| GUILLERMO KUITCA |
Born in Buenos Aires in 1961, internationally acclaimed artist Guillermo Kuitca began painting at the age of 6 and had his first exhibition at 13. Inspired by dance, film, theater, and literature, his work has since been exhibited worldwide, with solo shows at the Kunsthalle, Basel (1990); The Museum of Modern Art, New York (1991); the Museo Nacional Centro de Arte Reina Sofia, Madrid (2003); and the Museum of Fine Arts, Santiago (2006). A mid-career retrospective organized by the Hirshhorn Museum and Sculpture Garden, Washington, D.C. and the Albright-Knox Gallery, Buffalo, is scheduled for 2008-2009, and will also travel to the Miami Art Museum and the Guggenheim Museum, Bilbao. Kuitca, who lives and works in Buenos Aires, was chosen to represent Argentina at the 2007 Venice Biennale, where he was one of only 3 artists in both a national pavilion and in Robert Storr’s central international exhibition. Among the public collections containing Kuitca’s work are The Museum of Modern Art, New York; Tate Modern, London; the Stedelijk Museum, Amsterdam; and the Los Angeles County Museum of Art, Los Angeles.

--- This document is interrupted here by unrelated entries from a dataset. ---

impl<W: AsyncWrite + Unpin> Session<W> {
    fn new(id: PeerId, addr: SocketAddr, ctx: SessionContext, writer: W) -> Self {
        Self {
            id,
            addr,
            ctx,
            writer,
            pending: None,
            violations: VecDeque::new(),
            last_recv: Instant::now(),
            ping: None,
        }
    }

    async fn run(
        &mut self,
        commands: &mut mpsc::Receiver<SessionCommand>,
        mut frames: mpsc::Receiver<Result<Frame, FrameError>>,
    ) -> Exit {
        loop {
            let wake = self.next_wakeup();
            let step = tokio::select! {
                command = commands.recv() => match command {
                    Some(command) => self.on_command(command).await,
                    None => Err(Exit::Disconnected("session handle dropped".to_string())),
                },
                frame = frames.recv() => match frame {
                    Some(Ok(frame)) => self.on_frame(frame).await,
                    Some(Err(err)) => Err(Exit::from_error(err.into())),
                    None => Err(Exit::Disconnected("connection closed".to_string())),
                },
                _ = sleep_until(wake) => self.on_timer().await,
            };
            if let Err(exit) = step {
                return exit;
            }
        }
    }

    fn next_wakeup(&self) -> Instant {
        let timeouts = self.ctx.config.timeouts;
        let keepalive = match self.ping {
            Some((_, sent)) => sent + timeouts.pong,
            None => self.last_recv + timeouts.idle,
        };
        match &self.pending {
            Some(pending) => pending.deadline.min(keepalive),
            None => keepalive,
        }
    }

    fn set_state(&self, state: PeerState) {
        self.ctx.registry.set_state(self.id, state);
    }

    async fn send(&mut self, command: &str, payload: &[u8]) -> Result<(), Exit> {
        send_frame(&mut self.writer, self.id, &self.ctx, command, payload)
            .await
            .map_err(Exit::from_error)
    }

    fn fail_pending(&mut self, err: SessionError) {
        if let Some(pending) = self.pending.take() {
            let _ = pending.reply.send(Err(err));
        }
    }

    async fn on_command(&mut self, command: SessionCommand) -> Result<(), Exit> {
        match command {
            SessionCommand::RequestHeaders {
                locator,
                stop,
                reply,
            } => {
                if self.pending.is_some() {
                    let _ = reply.send(Err(SessionError::Busy));
                    return Ok(());
                }
                let payload = match build_getheaders_payload(&locator, &stop) {
                    Ok(payload) => payload,
                    Err(err) => {
                        let _ = reply.send(Err(SessionError::Protocol(err)));
                        return Ok(());
                    }
                };
                self.send("getheaders", &payload).await?;
                log_debug!(
                    "getheaders to {} from {}",
                    self.addr,
                    locator
                        .first()
                        .map(hash256_to_hex)
                        .unwrap_or_else(|| "genesis".to_string())
                );
                self.pending = Some(PendingRequest {
                    locator,
                    reply,
                    deadline: Instant::now() + self.ctx.config.timeouts.response,
                });
                self.set_state(PeerState::Syncing);
                Ok(())
            }
            SessionCommand::Ban(reason) => Err(Exit::Banned(reason)),
            SessionCommand::Shutdown => Err(Exit::Disconnected("shutdown".to_string())),
        }
    }

    async fn on_frame(&mut self, frame: Frame) -> Result<(), Exit> {
        self.last_recv = Instant::now();
        self.ctx.totals.add_recv(frame.wire_len());
        self.ctx.registry.note_recv(self.id, frame.wire_len());

        match frame.command.as_str() {
            "headers" => match parse_headers(&frame.payload) {
                Ok(headers) => self.on_headers(headers).await,
                Err(err) => {
                    self.fail_pending(SessionError::Malformed(err.clone()));
                    Err(Exit::Banned(format!("malformed headers: {err}")))
                }
            },
            "ping" => match parse_nonce(&frame.payload) {
                Ok(_) => self.send("pong", &frame.payload).await,
                Err(err) => self.violation(&format!("bad ping: {err}")),
            },
            "pong" => {
                if let (Some((expected, _)), Ok(nonce)) = (self.ping, parse_nonce(&frame.payload)) {
                    if nonce == expected {
                        self.ping = None;
                    }
                }
                Ok(())
            }
            "reject" => {
                log_reject(&frame);
                Ok(())
            }
            "version" | "verack" => self.violation("handshake message after handshake"),
            other => {
                log_trace!("ignoring {other} from {}", self.addr);
                Ok(())
            }
        }
    }

    async fn on_headers(&mut self, headers: Vec<BlockHeader>) -> Result<(), Exit> {
        if !links_chain(&headers) {
            self.fail_pending(SessionError::Malformed("headers do not chain".to_string()));
            return Err(Exit::Banned("headers do not chain".to_string()));
        }

        let Some(pending) = self.pending.take() else {
            if headers.is_empty() {
                return Ok(());
            }
            if let Some(last) = headers.last() {
                log_debug!(
                    "{} announced {} header(s) up to {}",
                    self.addr,
                    headers.len(),
                    last.display_hash()
                );
            }
            let _ = self
                .ctx
                .events
                .send(PeerEvent::Announced {
                    peer: self.id,
                    headers,
                })
                .await;
            return Ok(());
        };

        if let Some(first) = headers.first() {
            let parent = first.prev_block;
            if !pending.locator.contains(&parent) && !self.ctx.known.knows(&parent) {
                let _ = pending.reply.send(Err(SessionError::Protocol(
                    "headers response does not connect".to_string(),
                )));
                self.set_state(PeerState::Idle);
                return self.violation("unconnected headers response");
            }
        }

        let state = if headers.len() < MAX_HEADERS_RESULTS {
            PeerState::Idle
        } else {
            PeerState::Syncing
        };
        self.set_state(state);
        let _ = pending.reply.send(Ok(headers));
        Ok(())
    }

    async fn on_timer(&mut self) -> Result<(), Exit> {
        let now = Instant::now();
        if self
            .pending
            .as_ref()
            .is_some_and(|pending| now >= pending.deadline)
        {
            self.fail_pending(SessionError::Timeout("headers response"));
            return Err(Exit::Disconnected("headers response timed out".to_string()));
        }
        let timeouts = self.ctx.config.timeouts;
        match self.ping {
            Some((_, sent)) if now >= sent + timeouts.pong => {
                Err(Exit::Disconnected("ping timeout".to_string()))
            }
            None if now >= self.last_recv + timeouts.idle => {
                let nonce: u64 = rand::random();
                self.send("ping", &build_nonce_payload(nonce)).await?;
                self.ping = Some((nonce, now));
                Ok(())
            }
            _ => Ok(()),
        }
    }

    fn violation(&mut self, what: &str) -> Result<(), Exit> {
        let now = Instant::now();
        let window = self.ctx.config.violation_window;
        self.violations.push_back(now);
        while self
            .violations
            .front()
            .is_some_and(|first| now.duration_since(*first) > window)
        {
            self.violations.pop_front();
        }
        log_debug!(
            "protocol violation from {}: {what} ({} in window)",
            self.addr,
            self.violations.len()
        );
        if self.violations.len() > self.ctx.config.violation_limit {
            return Err(Exit::Banned(format!(
                "{} protocol violations within {}s",
                self.violations.len(),
                window.as_secs()
            )));
        }
        Ok(())
    }
}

Beginning with stark pictures of empty beds in the early 1980s, Kuitca’s emotionally charged imagery has expanded to include architectural plans, maps, and hallucinatory theater interiors, devoid of figures and enveloped in darkness. In depicting deserted social spaces where public and private realms intersect, Kuitca evokes the loneliness and dislocation which characterize contemporary life. In recent years, he has broken new ground with Diarios, a series of circular canvasses filled with sketches, lists and other traces of his daily life in the studio, and the Desenlace paintings, which reinterpret the history of abstraction from Cubism to the present.